For seam rippings (ugh), I use the buttonhole cutter. I spread the seam apart, place the buttonhole cutter directly on the threads and I've just opened a seam. To clean up the residue left by the threads, I just use masking tape rolled around the back of my hand. I dab the sticky side on the thread cuttings and that's it. I use masking tape for collecting threads that have fallen on my lap, to clean up my quilt top, etc. I also used the magnetic wand (usually used by bingo players) to pick up pins, needles, etc. that have fallen on the floor, etc. Hopes this helps my fellow quilters!!

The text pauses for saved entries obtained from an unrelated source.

//! Browser host for [`SiteCore`]: owns the DOM handles and applies actions.

use std::cell::RefCell;

use gloo_timers::callback::Timeout;
use web_sys::{Document, Element, Event, HtmlElement, IntersectionObserver, ScrollBehavior, ScrollToOptions, Window};

use crate::consts::{MENU_OPEN_CLASS, PRESS_TRANSFORM, REVEAL_CLASS, THEME_TRANSITION_STYLE};
use crate::controller::{Action, SiteCore};
use crate::debounce::Debouncer;
use crate::retailer::OutboundLink;
use crate::reveal::RevealKey;
use crate::theme;
use crate::web::dom::set_style;

/// The side menu panel and the control that opens it.
pub struct MenuElements {
    pub panel: HtmlElement,
    pub trigger: HtmlElement,
}

pub struct Host {
    pub core: RefCell<SiteCore>,
    pub window: Window,
    pub document: Document,
    pub body: Option<HtmlElement>,
    pub menu: Option<MenuElements>,
    pub floats: Vec<HtmlElement>,
    pub reveal_targets: RefCell<Vec<Element>>,
    pub observer: RefCell<Option<IntersectionObserver>>,
    pub resize: Debouncer,
}

impl Host {
    pub fn new(core: SiteCore, window: Window, document: Document) -> Self {
        let resize = Debouncer::new(core.config().resize_debounce_ms);
        let body = document.body();
        Self {
            core: RefCell::new(core),
            window,
            document,
            body,
            menu: None,
            floats: Vec::new(),
            reveal_targets: RefCell::new(Vec::new()),
            observer: RefCell::new(None),
            resize,
        }
    }

    /// Run a core transition and apply its actions. The core borrow ends
    /// before any action runs.
    pub fn dispatch(&self, event: Option<&Event>, source: Option<&HtmlElement>, step: impl FnOnce(&mut SiteCore) -> Vec<Action>) {
        let actions = step(&mut self.core.borrow_mut());
        for action in actions {
            self.apply(action, event, source);
        }
    }

    fn apply(&self, action: Action, event: Option<&Event>, source: Option<&HtmlElement>) {
        match action {
            Action::ApplyTheme(next) => theme::apply(next),
            Action::PersistTheme(next) => {
                let key = self.core.borrow().config().theme_storage_key.clone();
                theme::persist(&key, next);
            }
            Action::ThemeTransition { duration_ms } => self.theme_transition(duration_ms),
            Action::SetMenuOpen(open) => self.set_menu_open(open),
            Action::PreventDefault => {
                if let Some(event) = event {
                    event.prevent_default();
                }
            }
            Action::OpenOutbound { link, delay_ms } => self.open_outbound(source, link, delay_ms),
            Action::ScrollTo { top } => {
                let options = ScrollToOptions::new();
                options.set_top(top);
                options.set_behavior(ScrollBehavior::Smooth);
                self.window.scroll_to_with_scroll_to_options(&options);
            }
            Action::Reveal(key) => self.reveal(key),
            Action::SetPlayState(state) => {
                for el in &self.floats {
                    set_style(el, "animation-play-state", state.as_css());
                }
            }
        }
    }

    fn theme_transition(&self, duration_ms: u32) {
        let Some(body) = self.body.clone() else {
            return;
        };
        set_style(&body, "transition", THEME_TRANSITION_STYLE);
        Timeout::new(duration_ms, move || set_style(&body, "transition", "")).forget();
    }

    fn set_menu_open(&self, open: bool) {
        let Some(menu) = &self.menu else {
            return;
        };
        if let Err(err) = menu.panel.class_list().toggle_with_force(MENU_OPEN_CLASS, open) {
            log::warn!("menu: failed to toggle class: {err:?}");
        }
        if let Some(body) = &self.body {
            let overflow = self.core.borrow().menu().body_overflow();
            set_style(body, "overflow", overflow);
        }
    }

    fn open_outbound(&self, source: Option<&HtmlElement>, link: OutboundLink, delay_ms: u32) {
        let card = source.cloned();
        if let Some(card) = &card {
            set_style(card, "transform", PRESS_TRANSFORM);
        }
        let window = self.window.clone();
        Timeout::new(delay_ms, move || {
            if let Some(card) = &card {
                set_style(card, "transform", "");
            }
            match window.open_with_url_and_target_and_features(link.url(), link.target(), link.features()) {
                Ok(_) => log::debug!("retailer: opened {}", link.url()),
                Err(err) => log::warn!("retailer: failed to open {}: {err:?}", link.url()),
            }
        })
        .forget();
    }

    /// Reveal key of an observed element.
    pub fn key_of(&self, target: &Element) -> Option<RevealKey> {
        let index = self.reveal_targets.borrow().iter().position(|el| el == target)?;
        RevealKey::try_from(index).ok()
    }

    fn reveal(&self, key: RevealKey) {
        let targets = self.reveal_targets.borrow();
        let Some(el) = usize::try_from(key).ok().and_then(|i| targets.get(i)) else {
            return;
        };
        if let Err(err) = el.class_list().add_1(REVEAL_CLASS) {
            log::warn!("reveal: failed to add class: {err:?}");
        }
        if let Some(observer) = self.observer.borrow().as_ref() {
            observer.unobserve(el);
        }
    }
}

This is a little follow up to the hint posted
before mine. I also cut up scraps of batting
to use in pillows. When I sew the front and
back of the pillow right sides together I line
the front and back fabric with a light weight
batting. Then turn the pillow right side out
to stuff with the scraps of batting that are
cut into small pieces. It is much easier to get
a smooth lumpless pillow.
Yesterday, I was thinking about going to the store to buy stuffing for the pillows I was making. But then I remembered I have a book about pillows, and it said the best stuffing was dacron, but it should be cut up into pieces about the size of a cotton ball. I probably don't have any dacron lying around, but I do have a lot of odds and ends of batting. So I spent a couple of hours with my rotary cutter, cutting all of those dribs and drabs of batting into "bite size" pieces. So now I have stuffing for my pillows, and a couple less bags of stuff on my sewing room shelves. And the money I would have spent for more stuffing is still in my pocket. Alice in Western WA
I've just discovered a great site for saving money buying quilting supplies: www.shopersrule.com. The way this site works is as follows: when you find an item you want, you put it in your shopping basket and then you submit a price you're willing to pay for it. They then email you whether they accept or reject your offer. I'd been wanting for some time a cutting table that folded and was high enough so as not to cause back pain while cutting out quilts and also one of those Ott Lites. Well, I found one of each that I liked and I suggested a price that was about $49 less than their "suggested retail price." They accepted my offer! Now I wish I'd gone even lower, but oh well. Thought all you quilters who are looking especially for rather pricey items might check out this site!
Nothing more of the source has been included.